The impact of five years of the two-child limit policy
“It’s heart-breaking that I feel I cannot fully provide for my youngest without struggling."
This joint report by CPAG, the Church of England and the Benefit Changes & Larger Families research project presents new estimates of the number of families affected by the two-child limit, and provides an insight into the impact of the policy using direct quotes from a survey of over 2,500 families affected by it.
Under the two-child limit, parents are not entitled to any extra support through universal credit or child tax credit to help with raising a third or subsequent child born after 6 April 2017. This means they lose out on up to £2,935 a year, and puts families’ budgets under enormous strain.
Five years after the introduction of the two-child limit, an estimated 1.4 million children in 400,000 families are now affected by the policy. Unless it is abolished, the number of children affected will reach 3 million, as more children are born under the policy.
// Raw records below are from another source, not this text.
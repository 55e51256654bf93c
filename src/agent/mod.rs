//! The AI backend seam.
//!
//! `complete` is a single request/response exchange (used by the analyzer);
//! `execute` is agentic work inside a workspace (one call per phase or
//! repair). `ClaudeCli` drives the `claude` CLI in stream-json mode.

pub mod claude;
pub mod stream;

pub use claude::ClaudeCli;

use anyhow::Result;
use async_trait::async_trait;
use std::path::Path;
use tokio_util::sync::CancellationToken;

#[async_trait]
pub trait Agent: Send + Sync {
    /// One request/response exchange; returns the final text.
    async fn complete(&self, prompt: &str) -> Result<String>;

    /// Work inside `workdir` until done; returns the final text. Cancelling
    /// the token kills the agent process and yields an error.
    async fn execute(
        &self,
        workdir: &Path,
        prompt: &str,
        cancel: &CancellationToken,
    ) -> Result<String>;
}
Families can grow and circumstances can change for many different reasons. But regardless of each family’s situation, it is children who are ultimately paying the price for this policy. They are returning from school to cold homes, and missing out on key parts of childhood such as sports activities and school trips, while parents are skipping meals so their children can eat.
As inflation now pushes a thirty year high and energy bills soar by 54 per cent, the gap between what affected families need to get by and what they receive will widen even further. More parents will face extremely difficult choices as their families are pushed deeper into poverty.
Our social security system should support families and give children the best start in life, regardless of how many siblings they have. The government must remove the two-child limit to allow all children to thrive.